UN’OCCASIONE IMPORTANTE
“In Italia – ha ricordato il Segretario generale Uilm, Rocco Palombella – con la transizione ecologica sono a rischio 120mila posti di lavoro e il settore è da sempre centrale per la nostra economia. Tuttavia, se negli ultimi anni abbiamo affrontato questo tema ognuno all’interno del proprio Paese, crediamo che sia giunto il momento per una strategia di azione comune. Servono accordi sovranazionali ambiziosi e vincolanti, che fissino precisi obiettivi e target intermedi, le risorse per raggiungerli, gli incentivi e le sanzioni per chi non li rispetta. Tutto questo deve servire ad arginare concorrenze sleali tra gli Stati che hanno scadenze più̀ lontane nel tempo nella produzione e commercializzazione di auto endotermiche”. Basti pensare che la quantità̀ di CO2 prodotta nel mondo è di 37 miliardi di tonnellate, di cui l’8% viene prodotto dai 27 Paesi dell’Unione europea, l’1% dall’Italia e il 50% del totale da Cina, Usa e India. La Cina ha stabilito che raggiungerà̀ la neutralità̀ climatica entro il 2060 e l’India entro il 2070. “Nei giorni scorsi – ha aggiunto il leader della Uilm – il Commissario europeo Thierry Breton ha criticato il provvedimento per lo stop alla vendita di auto a combustione dal 2035 promosso dalla stessa commissione Ue di cui fa parte, dichiarazioni che ci lasciano senza parole. Non è più il tempo della confusione, è il tempo dell’azione per assicurare ai lavoratori dell’industria automobilistica europea un futuro stabile e duraturo”.
FRONTE COMUNE
Tutti i partecipanti concordano sulla necessità di fare fronte comune per arrivare preparati all’appuntamento del 2035. Nei diversi contributi è emerso che il cambiamento che sta avvenendo in questo momento in Europa non è più un orizzonte lontano, ma è già in atto; sono in gioco milioni di posti di lavoro, spesso posti di lavoro di qualità e alta specializzazione.

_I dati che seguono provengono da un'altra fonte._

//! Incremental writer for a consolidated base: processed theme files are read
//! one at a time, reshaped and appended to a single delimited file.

use std::collections::{HashMap, HashSet};
use std::fs::{self, File};
use std::io::{BufWriter, Write};
use std::path::{Path, PathBuf};

use serde::Serialize;
use tracing::{debug, warn};
use walkdir::WalkDir;

use crate::consolidate::long::{extra_dimensions, long_schema, to_long, value_columns, LongOptions};
use crate::error::{PipelineError, Result};
use crate::ingest::{parse_filename_parts, ValidationRow};
use crate::normalize::build_indicator_id;
use crate::table::{read_table, Table, UTF8_BOM};

const ID_COLUMN: &str = "indicador_id";

/// Every `.csv` under the processed root, in lexicographic path order.
pub fn discover_processed_files(csv_root: &Path) -> Vec<PathBuf> {
    let mut paths: Vec<PathBuf> = WalkDir::new(csv_root)
        .into_iter()
        .filter_map(|entry| entry.ok())
        .filter(|entry| entry.file_type().is_file())
        .map(|entry| entry.into_path())
        .filter(|path| {
            path.extension()
                .is_some_and(|ext| ext.eq_ignore_ascii_case("csv"))
        })
        .collect();
    paths.sort();
    paths
}

/// Identity of the indicator a processed file belongs to.
#[derive(Debug, Clone, PartialEq, Eq)]
pub struct IndicatorIdentity {
    pub id: String,
    pub category: String,
    pub source: String,
    pub theme: String,
}

/// Resolves a processed file to its indicator: the file's own id column
/// first, then the validation report entry for its path, then its location
/// (`<category>/<theme> - <source>.csv`).
#[derive(Debug, Clone, Default)]
pub struct IndicatorIndex {
    by_path: HashMap<PathBuf, IndicatorIdentity>,
}

impl IndicatorIndex {
    pub fn from_report(rows: &[ValidationRow]) -> Self {
        let by_path = rows
            .iter()
            .filter_map(|row| {
                let path = row.csv_path.clone()?;
                Some((
                    path,
                    IndicatorIdentity {
                        id: row.indicator_id.clone(),
                        category: row.category.clone(),
                        source: row.source.clone(),
                        theme: row.theme.clone(),
                    },
                ))
            })
            .collect();
        Self { by_path }
    }

    pub fn len(&self) -> usize {
        self.by_path.len()
    }

    pub fn is_empty(&self) -> bool {
        self.by_path.is_empty()
    }

    pub fn resolve(&self, csv_root: &Path, path: &Path, table: &Table) -> IndicatorIdentity {
        let mut identity = self
            .by_path
            .get(path)
            .cloned()
            .unwrap_or_else(|| identity_from_location(csv_root, path));

        let own_id = table
            .column_index(ID_COLUMN)
            .and_then(|index| table.column_values(index).find(|id| !id.trim().is_empty()));
        if let Some(own_id) = own_id {
            identity.id = own_id.trim().to_string();
        }
        identity
    }
}

fn identity_from_location(csv_root: &Path, path: &Path) -> IndicatorIdentity {
    let category = path
        .strip_prefix(csv_root)
        .ok()
        .and_then(|relative| {
            let mut components = relative.components();
            let first = components.next()?;
            components.next()?;
            Some(first.as_os_str().to_string_lossy().into_owned())
        })
        .unwrap_or_default();
    let stem = path
        .file_stem()
        .map(|stem| stem.to_string_lossy().into_owned())
        .unwrap_or_default();
    // Export names are "<theme> - <source>"; reuse the raw-name grammar and swap.
    let parts = parse_filename_parts(&stem);
    let (theme, source) = if parts.theme == parts.source {
        (parts.source.clone(), parts.source)
    } else {
        (parts.source, parts.theme)
    };
    IndicatorIdentity {
        id: build_indicator_id(&category, &source, &theme),
        category,
        source,
        theme,
    }
}

/// Fill identity columns the processed file does not carry.
fn attach_identity(table: &mut Table, identity: &IndicatorIdentity) {
    for (column, value) in [
        (ID_COLUMN, identity.id.as_str()),
        ("categoria", identity.category.as_str()),
        ("fonte", identity.source.as_str()),
        ("tema", identity.theme.as_str()),
    ] {
        let filled = table
            .column_index(column)
            .is_some_and(|index| table.column_values(index).any(|v| !v.trim().is_empty()));
        if !filled {
            table.set_constant_column(column, value);
        }
    }
}

/// Per-output accounting.
#[derive(Debug, Clone, Copy, Default, PartialEq, Eq, Serialize)]
pub struct StreamStats {
    pub rows_written: usize,
    pub files_read: usize,
    pub files_unreadable: usize,
    pub files_filtered: usize,
    pub files_without_values: usize,
}

/// Inputs shared by every base written in one run.
#[derive(Debug, Clone)]
pub struct StreamSource<'a> {
    pub csv_root: &'a Path,
    pub files: &'a [PathBuf],
    pub index: &'a IndicatorIndex,
    pub separator: u8,
}

impl StreamSource<'_> {
    /// Read, resolve and filter one file. `Err` carries the skip counter to bump.
    fn load(&self, path: &Path, filter: Option<&HashSet<String>>) -> std::result::Result<Table, Skip> {
        let mut table = match read_table(path, self.separator) {
            Ok(table) => table,
            Err(err) => {
                warn!(file = %path.display(), error = %err, "processed file unreadable, skipped");
                return Err(Skip::Unreadable);
            }
        };
        let identity = self.index.resolve(self.csv_root, path, &table);
        if let Some(selected) = filter {
            if !selected.contains(&identity.id) {
                return Err(Skip::Filtered);
            }
        }
        attach_identity(&mut table, &identity);
        Ok(table)
    }

    /// Union of the extra dimensions of every selected file, first-seen order.
    fn scan_extra_dims(&self, filter: Option<&HashSet<String>>) -> Vec<String> {
        let mut dims: Vec<String> = Vec::new();
        for path in self.files {
            let Ok(table) = self.load(path, filter) else {
                continue;
            };
            let values = value_columns(&table);
            if values.is_empty() {
                continue;
            }
            for dim in extra_dimensions(&table, &values) {
                if !dims.contains(&dim) {
                    dims.push(dim);
                }
            }
        }
        dims
    }
}

#[derive(Debug, Clone, Copy, PartialEq, Eq)]
enum Skip {
    Unreadable,
    Filtered,
}

/// Stream every selected file into `out_csv` with a fixed header.
///
/// When extra dimensions are requested, a first pass collects them so the
/// header is known before any row is written. The file is written even when
/// no row qualifies (header only).
pub fn stream_long_csv(
    source: &StreamSource<'_>,
    out_csv: &Path,
    options: LongOptions,
    filter: Option<&HashSet<String>>,
) -> Result<StreamStats> {
    let extra_dims = if options.extra_dims {
        source.scan_extra_dims(filter)
    } else {
        Vec::new()
    };
    let schema = long_schema(options, &extra_dims);

    if let Some(parent) = out_csv.parent() {
        fs::create_dir_all(parent).map_err(|err| PipelineError::io(parent, err))?;
    }
    let file = File::create(out_csv).map_err(|err| PipelineError::io(out_csv, err))?;
    let mut buffered = BufWriter::new(file);
    buffered
        .write_all(UTF8_BOM)
        .map_err(|err| PipelineError::io(out_csv, err))?;
    let mut writer = csv::WriterBuilder::new()
        .delimiter(source.separator)
        .from_writer(buffered);
    writer
        .write_record(&schema)
        .map_err(|err| PipelineError::csv(out_csv, err))?;

    let mut stats = StreamStats::default();
    for path in source.files {
        let table = match source.load(path, filter) {
            Ok(table) => table,
            Err(Skip::Unreadable) => {
                stats.files_unreadable += 1;
                continue;
            }
            Err(Skip::Filtered) => {
                stats.files_filtered += 1;
                continue;
            }
        };
        stats.files_read += 1;

        let rows = to_long(&table, &schema, options.only_numeric);
        if rows.is_empty() {
            stats.files_without_values += 1;
            debug!(file = %path.display(), "no value rows");
            continue;
        }
        for row in &rows {
            writer
                .write_record(row)
                .map_err(|err| PipelineError::csv(out_csv, err))?;
        }
        stats.rows_written += rows.len();
        debug!(file = %path.display(), rows = rows.len(), "appended");
    }
    writer.flush().map_err(|err| PipelineError::io(out_csv, err))?;
    Ok(stats)
}

#[cfg(test)]
mod tests {
    use super::*;

    #[test]
    fn location_gives_category_theme_and_source() {
        let identity = identity_from_location(
            Path::new("/p/csv"),
            Path::new("/p/csv/Socioeconomia/Renda per capita - IBGE.csv"),
        );
        assert_eq!(identity.category, "Socioeconomia");
        assert_eq!(identity.theme, "Renda per capita");
        assert_eq!(identity.source, "IBGE");
        assert_eq!(identity.id, "socioeconomia__ibge__renda_per_capita");
    }

    #[test]
    fn own_column_wins_over_report_and_location() {
        let row = ValidationRow {
            category: "C".into(),
            source: "S".into(),
            theme: "T".into(),
            indicator_id: "c__s__t".into(),
            status: crate::ingest::CoverageStatus::Ok,
            csv_path: Some(PathBuf::from("/p/csv/C/T - S.csv")),
            xlsx_path: None,
            rows: 1,
            columns: 1,
            missing_codes: Vec::new(),
            present: 1,
            expected: 1,
        };
        let index = IndicatorIndex::from_report(&[row]);
        let root = Path::new("/p/csv");
        let path = Path::new("/p/csv/C/T - S.csv");

        let plain = Table::new(vec!["cod_municipio".into()]);
        assert_eq!(index.resolve(root, path, &plain).id, "c__s__t");

        let mut own = Table::new(vec!["indicador_id".into()]);
        own.push_row(vec!["proprio".into()]);
        let identity = index.resolve(root, path, &own);
        assert_eq!(identity.id, "proprio");
        assert_eq!(identity.theme, "T");
    }

    #[test]
    fn identity_columns_fill_only_when_absent() {
        let mut table = Table::new(vec!["tema".into(), "area_ha".into()]);
        table.push_row(vec!["Proprio".into(), "1".into()]);
        let identity = IndicatorIdentity {
            id: "a__b__c".into(),
            category: "A".into(),
            source: "B".into(),
            theme: "C".into(),
        };
        attach_identity(&mut table, &identity);
        assert_eq!(table.cell(&table.rows[0], "tema"), "Proprio");
        assert_eq!(table.cell(&table.rows[0], "indicador_id"), "a__b__c");
        assert_eq!(table.cell(&table.rows[0], "fonte"), "B");
    }
}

È importante che il cambiamento sia accompagnato con nuove politiche di mobilità a livello europeo e locale. I sindacati tutti devono e vogliono essere uniti per spingere le aziende e i politici a gestire il cambiamento, e a non subirlo, facendo scelte lungimiranti e condivise: nessun lavoratore deve essere lasciato indietro. Per questo occorre una strategia industriale basata sulla decarbonizzazione e digitalizzazione, ogni sito deve avere anche un piano sociale per tutelare i posti di lavoro. C’è poi la questione legata alla batterie: possiamo e dobbiamo produrre in Europa le batterie per non essere dipendenti da altri Paesi. L’approccio, infine, deve essere basato sulla neutralità tecnologica al fine di soddisfare i requisiti della neutralità climatica in linea con gli obiettivi di sviluppo delle Nazioni Unite.